Although Reynolds has complete creative control, she refuses to have Hermanita be a one-mixologist band. “I really wanted all of my people to be proud to come in every day. So I made sure every bartender who wanted to got at least one cocktail placement on the menu. Even my bar back has a cocktail on the menu.”
In addition to the experience and skills she’s acquired in her various Charlotte stops, Reynolds has been a high-profile participant in a number national and international competitions, earning a number of accolades, including a Top Five finish in the USBG World Mixology Championships and a finalist in the NIKKA Perfect Serve competition which includes bartenders from the U.S., Europe, Asia, and Australia.

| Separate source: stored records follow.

//! Module descriptors
//!
//! A descriptor is the static unit of the system: a unique name, the names of
//! the modules it depends on, an ordered set of capability factories and an
//! ordered list of post-resolution hooks. Descriptors are built once and never
//! mutated afterwards.

use serde::{Deserialize, Serialize};
use std::any::Any;
use std::fmt;
use std::future::Future;
use std::sync::Arc;
use tracing::debug;

use crate::module::capability::{Dependencies, LocalView};
use crate::module::traits::{AsyncFn, Factory, ModuleHook, SyncFn};

/// Why a post-resolution hook exists
///
/// Both intents share one execution contract. All `Decorate` hooks of a
/// module run before its `Invoke` hooks.
#[derive(Debug, Clone, Copy, PartialEq, Eq, Hash, Serialize, Deserialize)]
#[serde(rename_all = "lowercase")]
pub enum HookIntent {
    /// Side effect that needs the complete local view
    Decorate,
    /// Fire-and-forget bootstrap action
    Invoke,
}

impl fmt::Display for HookIntent {
    fn fmt(&self, f: &mut fmt::Formatter<'_>) -> fmt::Result {
        match self {
            HookIntent::Decorate => f.write_str("decorate"),
            HookIntent::Invoke => f.write_str("invoke"),
        }
    }
}

/// A tagged post-resolution hook
#[derive(Clone)]
pub struct PostHook {
    pub intent: HookIntent,
    pub hook: Arc<dyn ModuleHook>,
}

impl fmt::Debug for PostHook {
    fn fmt(&self, f: &mut fmt::Formatter<'_>) -> fmt::Result {
        f.debug_struct("PostHook")
            .field("intent", &self.intent)
            .finish_non_exhaustive()
    }
}

/// Static description of one module
#[derive(Clone)]
pub struct ModuleDescriptor {
    name: String,
    dependencies: Vec<String>,
    provides: Vec<(String, Arc<dyn Factory>)>,
    hooks: Vec<PostHook>,
}

impl ModuleDescriptor {
    pub fn builder(name: impl Into<String>) -> ModuleDescriptorBuilder {
        ModuleDescriptorBuilder {
            descriptor: ModuleDescriptor {
                name: name.into(),
                dependencies: Vec::new(),
                provides: Vec::new(),
                hooks: Vec::new(),
            },
        }
    }

    pub fn name(&self) -> &str {
        &self.name
    }

    /// Names of direct dependencies, in declaration order
    pub fn dependencies(&self) -> &[String] {
        &self.dependencies
    }

    /// Capability factories, in declaration order
    pub fn provides(&self) -> impl Iterator<Item = (&str, &Arc<dyn Factory>)> {
        self.provides.iter().map(|(k, f)| (k.as_str(), f))
    }

    pub fn capability_names(&self) -> impl Iterator<Item = &str> {
        self.provides.iter().map(|(k, _)| k.as_str())
    }

    /// All post-resolution hooks in declaration order
    pub fn hooks(&self) -> &[PostHook] {
        &self.hooks
    }

    /// Hooks in execution order: every `Decorate`, then every `Invoke`
    pub fn hooks_in_execution_order(&self) -> impl Iterator<Item = &PostHook> {
        let decorates = self
            .hooks
            .iter()
            .filter(|h| h.intent == HookIntent::Decorate);
        let invokes = self.hooks.iter().filter(|h| h.intent == HookIntent::Invoke);
        decorates.chain(invokes)
    }
}

impl fmt::Debug for ModuleDescriptor {
    fn fmt(&self, f: &mut fmt::Formatter<'_>) -> fmt::Result {
        f.debug_struct("ModuleDescriptor")
            .field("name", &self.name)
            .field("dependencies", &self.dependencies)
            .field("provides", &self.capability_names().collect::<Vec<_>>())
            .field("hooks", &self.hooks)
            .finish()
    }
}

/// Builder for [`ModuleDescriptor`]
pub struct ModuleDescriptorBuilder {
    descriptor: ModuleDescriptor,
}

impl ModuleDescriptorBuilder {
    /// Declare a dependency on another descriptor
    pub fn depends_on(self, module: &ModuleDescriptor) -> Self {
        self.depends_on_name(module.name())
    }

    /// Declare a dependency by module name
    pub fn depends_on_name(mut self, name: impl Into<String>) -> Self {
        let name = name.into();
        if !self.descriptor.dependencies.contains(&name) {
            self.descriptor.dependencies.push(name);
        }
        self
    }

    /// Register a synchronous capability factory
    pub fn provide<F, T>(self, key: impl Into<String>, factory: F) -> Self
    where
        F: Fn(Dependencies) -> anyhow::Result<T> + Send + Sync + 'static,
        T: Any + Send + Sync,
    {
        self.provide_with(key, Arc::new(SyncFn(factory)))
    }

    /// Register a capability factory that returns a pending result
    pub fn provide_async<F, Fut, T>(self, key: impl Into<String>, factory: F) -> Self
    where
        F: Fn(Dependencies) -> Fut + Send + Sync + 'static,
        Fut: Future<Output = anyhow::Result<T>> + Send + 'static,
        T: Any + Send + Sync,
    {
        self.provide_with(key, Arc::new(AsyncFn(factory)))
    }

    /// Register a factory trait object
    pub fn provide_with(mut self, key: impl Into<String>, factory: Arc<dyn Factory>) -> Self {
        let key = key.into();
        match self.descriptor.provides.iter_mut().find(|(k, _)| *k == key) {
            Some(slot) => {
                debug!(
                    "Module {} redefines capability {}",
                    self.descriptor.name, key
                );
                slot.1 = factory;
            }
            None => self.descriptor.provides.push((key, factory)),
        }
        self
    }

    pub fn decorate<F>(self, hook: F) -> Self
    where
        F: Fn(LocalView) -> anyhow::Result<()> + Send + Sync + 'static,
    {
        self.hook(HookIntent::Decorate, Arc::new(SyncFn(hook)))
    }

    pub fn decorate_async<F, Fut>(self, hook: F) -> Self
    where
        F: Fn(LocalView) -> Fut + Send + Sync + 'static,
        Fut: Future<Output = anyhow::Result<()>> + Send + 'static,
    {
        self.hook(HookIntent::Decorate, Arc::new(AsyncFn(hook)))
    }

    pub fn invoke<F>(self, hook: F) -> Self
    where
        F: Fn(LocalView) -> anyhow::Result<()> + Send + Sync + 'static,
    {
        self.hook(HookIntent::Invoke, Arc::new(SyncFn(hook)))
    }

    pub fn invoke_async<F, Fut>(self, hook: F) -> Self
    where
        F: Fn(LocalView) -> Fut + Send + Sync + 'static,
        Fut: Future<Output = anyhow::Result<()>> + Send + 'static,
    {
        self.hook(HookIntent::Invoke, Arc::new(AsyncFn(hook)))
    }

    /// Append a hook trait object under the given intent
    pub fn hook(mut self, intent: HookIntent, hook: Arc<dyn ModuleHook>) -> Self {
        self.descriptor.hooks.push(PostHook { intent, hook });
        self
    }

    pub fn build(self) -> ModuleDescriptor {
        self.descriptor
    }
}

“Competitions remind me that the bartending community is massive,” Reynolds says. “You just see so much crazy, creative stuff from people from different bartending communities. They all have their own ways of doing things. It reinforces one of my favorite things to say which is, ‘There are 101 correct ways to do things and only a couple of wrong ways to do things. So it’s okay to explore.”
She also recently earned a grant from the hospitality nonprofit Another Round, Another Rally. “They did a four-part seminar with a big examination at the end. The top scorers for that get sent on trips. So I’m actually going to France next month to learn about cognac,” she says.
From mathematician to mixologist, Reynolds’ penchant for learning continues to shape a body of work that’s thoughtful, fearless, and full of effervescent joy.
“You wake up every day and choose to be miserable or not. So I just try my best to never wake up and choose to be miserable,” she says.